Talvez sua alegria curiosamente não tivesse qualquer motivo. Mas não pode um homem fazer de si mesmo o mais feliz possível nesse estranhos e longos alcances da vida? Acho isso legítimo. No fim das contas, o mundo é de fato belo e, ainda que fôssemos outra criatura que não homens, seríamos, ainda assim, felizes conosco.”

Ou este trechinho:

“Um homem que pode fazer-se feliz diante dos desastres vindouros que o assaltarão, como em geral fazem os desastres, sem benevolência ou generosidade, é um verdadeiro herói.”

Ou esta imagem poderosa:

“Sentar-me aqui para escrever isto, minhas mãos tão velhas quanto as de Matusalém. Veja estas mãos. Não, não, você não pode. Mas a pele é fina como — você já viu as conchas de um peixe-cachimbo? Elas estão espalhadas pela costa da ponta Rosses. Bem, há uma película transparente que cobre essas conchas, como um verniz quase seco. É uma coisa estranha. Assim é minha pele hoje. Imagino que eu possa contar meus ossos. A verdade é que minhas mãos parecem ter sido enterradas por um tempo e depois desenterradas. Elas assustariam você. Há quinze anos não olho no espelho.”

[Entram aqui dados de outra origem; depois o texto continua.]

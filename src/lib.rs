//! Labeled attribute-value tables for machine-learning algorithms.
//!
//! ```
//! use labeltable::{Label, TableBuilder};
//!
//! # fn main() -> Result<(), labeltable::BuildError> {
//! let table = TableBuilder::new()
//!     .numeric("x", vec![1.0, 2.0, 3.0])
//!     .categorical("color", ["red", "blue", "red"])
//!     .label(Label::categorical(["yes", "no", "yes"]))
//!     .build("train")?;
//! assert_eq!(table.target_index(), Some(2));
//! # Ok(())
//! # }
//! ```
pub use attribute::{Attribute, AttributeKind, Domain, DomainOrder};
pub use builder::{BuildError, Label, TableBuilder, TableOptions, DEFAULT_CLASS_NAME};
pub use stats::AttributeSummary;
pub use table::{Row, Table, Value};

pub mod export;

mod attribute;
mod builder;
mod stats;
mod table;
use crate::types::{DataPlane, SwathError, SwathResult};

/// Longitude jump between adjacent perimeter samples that marks an
/// antimeridian crossing, in degrees.
pub const ANTIMERIDIAN_JUMP_DEGREES: f64 = 180.0;

/// Immutable per-pixel swath geolocation.
///
/// Wraps latitude/longitude arrays (degrees) plus optional per-pixel
/// acquisition times and satellite zenith angles used by the EWA methods.
/// Source arrays are never mutated; antimeridian re-expression happens on
/// copies of the perimeter samples only.
#[derive(Debug, Clone)]
pub struct SwathGeometry {
    latitude: DataPlane,
    longitude: DataPlane,
    times: Option<DataPlane>,
    zenith_angles: Option<DataPlane>,
}

impl SwathGeometry {
    /// Build a swath geometry from latitude/longitude arrays
    pub fn new(latitude: DataPlane, longitude: DataPlane) -> SwathResult<Self> {
        if latitude.dim() != longitude.dim() {
            return Err(SwathError::InvalidGeometry(format!(
                "latitude shape {:?} does not match longitude shape {:?}",
                latitude.dim(),
                longitude.dim()
            )));
        }

        let (rows, cols) = latitude.dim();
        if rows == 0 || cols == 0 {
            return Err(SwathError::InvalidGeometry(
                "geolocation arrays are empty".to_string(),
            ));
        }

        let geometry = Self {
            latitude,
            longitude,
            times: None,
            zenith_angles: None,
        };

        let valid_pixels = geometry.valid_pixel_count();
        if valid_pixels == 0 {
            return Err(SwathError::InvalidGeometry(
                "no valid pixels in geolocation arrays".to_string(),
            ));
        }

        log::debug!(
            "Swath geometry: {} rows x {} cols, {} valid pixels",
            rows,
            cols,
            valid_pixels
        );

        Ok(geometry)
    }

    /// Attach per-pixel acquisition times (seconds), used for EWA scan grouping
    pub fn with_times(mut self, times: DataPlane) -> SwathResult<Self> {
        if times.dim() != self.latitude.dim() {
            return Err(SwathError::InvalidGeometry(format!(
                "time array shape {:?} does not match geolocation shape {:?}",
                times.dim(),
                self.latitude.dim()
            )));
        }
        self.times = Some(times);
        Ok(self)
    }

    /// Attach per-pixel satellite zenith angles (degrees), used to widen
    /// the EWA footprint at high scan angles
    pub fn with_zenith_angles(mut self, zenith_angles: DataPlane) -> SwathResult<Self> {
        if zenith_angles.dim() != self.latitude.dim() {
            return Err(SwathError::InvalidGeometry(format!(
                "zenith angle array shape {:?} does not match geolocation shape {:?}",
                zenith_angles.dim(),
                self.latitude.dim()
            )));
        }
        self.zenith_angles = Some(zenith_angles);
        Ok(self)
    }

    /// (rows, cols) of the swath
    pub fn shape(&self) -> (usize, usize) {
        self.latitude.dim()
    }

    pub fn latitude(&self) -> &DataPlane {
        &self.latitude
    }

    pub fn longitude(&self) -> &DataPlane {
        &self.longitude
    }

    pub fn times(&self) -> Option<&DataPlane> {
        self.times.as_ref()
    }

    pub fn zenith_angles(&self) -> Option<&DataPlane> {
        self.zenith_angles.as_ref()
    }

    /// Whether the pixel at (row, col) carries usable geolocation
    pub fn is_valid_pixel(&self, row: usize, col: usize) -> bool {
        is_valid_coordinate(self.latitude[[row, col]], self.longitude[[row, col]])
    }

    pub fn valid_pixel_count(&self) -> usize {
        ndarray::Zip::from(&self.latitude)
            .and(&self.longitude)
            .fold(0usize, |count, &lat, &lon| {
                count + usize::from(is_valid_coordinate(lat, lon))
            })
    }

    /// Index walk around the array boundary as a closed loop: top row
    /// left to right, right column top to bottom, bottom row right to
    /// left, left column bottom to top. Single-row and single-column
    /// swaths visit each pixel exactly once.
    pub fn perimeter_indices(&self) -> Vec<(usize, usize)> {
        let (rows, cols) = self.shape();
        let mut indices = Vec::with_capacity(2 * (rows + cols));

        for col in 0..cols {
            indices.push((0, col));
        }
        for row in 1..rows {
            indices.push((row, cols - 1));
        }
        if rows > 1 {
            for col in (0..cols - 1).rev() {
                indices.push((rows - 1, col));
            }
        }
        if cols > 1 && rows > 2 {
            for row in (1..rows - 1).rev() {
                indices.push((row, 0));
            }
        }

        indices
    }

    /// Perimeter (lon, lat) samples in walk order, invalid pixels skipped
    pub fn perimeter_lonlat(&self) -> Vec<(f64, f64)> {
        self.perimeter_indices()
            .into_iter()
            .filter(|&(row, col)| self.is_valid_pixel(row, col))
            .map(|(row, col)| (self.longitude[[row, col]], self.latitude[[row, col]]))
            .collect()
    }

    /// Whether adjacent perimeter samples jump across the antimeridian.
    ///
    /// Detection is a longitude discontinuity greater than 180 degrees
    /// between neighbouring samples of the closed perimeter loop, never a
    /// raw min/max test, so swaths legitimately spanning most of the globe
    /// are not misclassified.
    pub fn crosses_antimeridian(&self) -> bool {
        perimeter_crosses_antimeridian(&self.perimeter_lonlat())
    }

    /// The pole's (lon, lat) when the swath encloses one, determined by the
    /// signed longitude winding around the closed perimeter.
    pub fn enclosed_pole(&self) -> Option<(f64, f64)> {
        let perimeter = self.perimeter_lonlat();
        if perimeter.len() < 3 {
            return None;
        }

        let mut winding = 0.0_f64;
        for pair in perimeter.windows(2) {
            winding += wrapped_longitude_delta(pair[0].0, pair[1].0);
        }
        let last = perimeter[perimeter.len() - 1];
        winding += wrapped_longitude_delta(last.0, perimeter[0].0);

        // A perimeter circling a pole accumulates a full +-360 of longitude;
        // anything else cancels out.
        if winding.abs() <= 180.0 {
            return None;
        }

        let mean_latitude = self.mean_valid_latitude();
        if mean_latitude >= 0.0 {
            Some((0.0, 90.0))
        } else {
            Some((0.0, -90.0))
        }
    }

    /// Perimeter samples prepared for extent and resolution derivation:
    /// re-expressed in a [0, 360) longitude frame when the swath crosses
    /// the antimeridian, with the pole appended when one is enclosed.
    pub fn extent_sample_points(&self) -> Vec<(f64, f64)> {
        let mut points = self.perimeter_lonlat();

        if perimeter_crosses_antimeridian(&points) {
            log::debug!("Swath crosses the antimeridian, normalizing longitudes to [0, 360)");
            for point in points.iter_mut() {
                if point.0 < 0.0 {
                    point.0 += 360.0;
                }
            }
        }

        if let Some(pole) = self.enclosed_pole() {
            log::debug!("Swath encloses a pole at latitude {}", pole.1);
            points.push(pole);
        }

        points
    }

    fn mean_valid_latitude(&self) -> f64 {
        let mut sum = 0.0;
        let mut count = 0usize;
        ndarray::Zip::from(&self.latitude)
            .and(&self.longitude)
            .for_each(|&lat, &lon| {
                if is_valid_coordinate(lat, lon) {
                    sum += lat;
                    count += 1;
                }
            });
        if count == 0 {
            0.0
        } else {
            sum / count as f64
        }
    }
}

/// Whether a (lat, lon) pair is usable geolocation
pub fn is_valid_coordinate(lat: f64, lon: f64) -> bool {
    lat.is_finite() && lon.is_finite() && lat.abs() <= 90.0 && lon.abs() <= 360.0
}

/// Antimeridian test over an ordered closed perimeter loop
pub fn perimeter_crosses_antimeridian(perimeter: &[(f64, f64)]) -> bool {
    if perimeter.len() < 2 {
        return false;
    }

    let mut crossing = perimeter
        .windows(2)
        .any(|pair| (pair[1].0 - pair[0].0).abs() > ANTIMERIDIAN_JUMP_DEGREES);

    if !crossing {
        let last = perimeter[perimeter.len() - 1];
        crossing = (perimeter[0].0 - last.0).abs() > ANTIMERIDIAN_JUMP_DEGREES;
    }

    crossing
}

fn wrapped_longitude_delta(from: f64, to: f64) -> f64 {
    let mut delta = to - from;
    while delta > 180.0 {
        delta -= 360.0;
    }
    while delta < -180.0 {
        delta += 360.0;
    }
    delta
}

#[cfg(test)]
mod tests {
    use super::*;
    use ndarray::Array2;

    fn regular_swath(rows: usize, cols: usize, lat0: f64, lon0: f64, step: f64) -> SwathGeometry {
        let latitude =
            Array2::from_shape_fn((rows, cols), |(row, _)| lat0 + row as f64 * step);
        let longitude =
            Array2::from_shape_fn((rows, cols), |(_, col)| lon0 + col as f64 * step);
        SwathGeometry::new(latitude, longitude).unwrap()
    }

    #[test]
    fn test_shape_mismatch_rejected() {
        let latitude = Array2::zeros((3, 4));
        let longitude = Array2::zeros((4, 3));
        let result = SwathGeometry::new(latitude, longitude);
        assert!(matches!(result, Err(SwathError::InvalidGeometry(_))));
    }

    #[test]
    fn test_all_invalid_rejected() {
        let latitude = Array2::from_elem((3, 3), f64::NAN);
        let longitude = Array2::from_elem((3, 3), f64::NAN);
        let result = SwathGeometry::new(latitude, longitude);
        assert!(matches!(result, Err(SwathError::InvalidGeometry(_))));
    }

    #[test]
    fn test_perimeter_walk_order() {
        let swath = regular_swath(3, 3, 0.0, 0.0, 1.0);
        let indices = swath.perimeter_indices();
        assert_eq!(
            indices,
            vec![
                (0, 0),
                (0, 1),
                (0, 2),
                (1, 2),
                (2, 2),
                (2, 1),
                (2, 0),
                (1, 0)
            ]
        );
    }

    #[test]
    fn test_perimeter_single_row_and_column() {
        let row_swath = regular_swath(1, 4, 0.0, 0.0, 1.0);
        assert_eq!(
            row_swath.perimeter_indices(),
            vec![(0, 0), (0, 1), (0, 2), (0, 3)]
        );

        let col_swath = regular_swath(4, 1, 0.0, 0.0, 1.0);
        assert_eq!(
            col_swath.perimeter_indices(),
            vec![(0, 0), (1, 0), (2, 0), (3, 0)]
        );
    }

    #[test]
    fn test_invalid_pixels_skipped_on_perimeter() {
        let mut latitude = Array2::zeros((3, 3));
        let longitude = Array2::zeros((3, 3));
        latitude[[0, 1]] = f64::NAN;

        let swath = SwathGeometry::new(latitude, longitude).unwrap();
        assert_eq!(swath.perimeter_lonlat().len(), 7);
    }

    #[test]
    fn test_antimeridian_detection() {
        let latitude = Array2::zeros((2, 2));
        let longitude =
            Array2::from_shape_vec((2, 2), vec![179.0, -179.0, 179.0, -179.0]).unwrap();
        let swath = SwathGeometry::new(latitude, longitude).unwrap();
        assert!(swath.crosses_antimeridian());

        let normalized = swath.extent_sample_points();
        assert!(normalized.iter().all(|&(lon, _)| lon >= 0.0));
        assert!(normalized.iter().any(|&(lon, _)| lon > 180.0));
    }

    #[test]
    fn test_non_crossing_swath_untouched() {
        let swath = regular_swath(3, 3, 10.0, 20.0, 0.5);
        assert!(!swath.crosses_antimeridian());

        let points = swath.extent_sample_points();
        assert_eq!(points.len(), swath.perimeter_lonlat().len());
    }

    #[test]
    fn test_pole_enclosure_winding() {
        // Boundary pixels sweep a full circle of longitude at latitude 80,
        // so the perimeter loop encloses the north pole.
        let latitude = Array2::from_elem((4, 4), 80.0);
        let mut longitude = Array2::zeros((4, 4));

        let template = SwathGeometry::new(latitude.clone(), longitude.clone()).unwrap();
        for (walk_position, (row, col)) in template.perimeter_indices().into_iter().enumerate() {
            longitude[[row, col]] = -180.0 + walk_position as f64 * 30.0;
        }

        let swath = SwathGeometry::new(latitude, longitude).unwrap();
        assert_eq!(swath.enclosed_pole(), Some((0.0, 90.0)));

        let points = swath.extent_sample_points();
        assert!(points.contains(&(0.0, 90.0)));
    }

    #[test]
    fn test_polar_band_does_not_enclose_pole() {
        // A band circling the pole without covering it: longitude sweeps the
        // circle along rows, so the two column edges cancel in the winding.
        let latitude = Array2::from_elem((12, 3), 80.0);
        let longitude =
            Array2::from_shape_fn((12, 3), |(row, _)| -180.0 + row as f64 * 30.0);

        let swath = SwathGeometry::new(latitude, longitude).unwrap();
        assert_eq!(swath.enclosed_pole(), None);
    }

    #[test]
    fn test_no_pole_for_midlatitude_swath() {
        let swath = regular_swath(5, 5, 30.0, -100.0, 0.25);
        assert_eq!(swath.enclosed_pole(), None);
    }
}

Este último trecho fala outras duas coisas importantes sobre o livro, que eu tinha esquecido de mencionar: que Roseanne escreve conversando conosco, o que eleva ainda mais o grau de intimidade de todas aquelas memórias que ela compartilha. E que ela é mestra em fazer comparações, que criam imagens muito interessantes na nossa cabeça, o tempo todo. Para mim, como já escrevi aqui no blog, saber fazer boas comparações é uma verdadeira arte.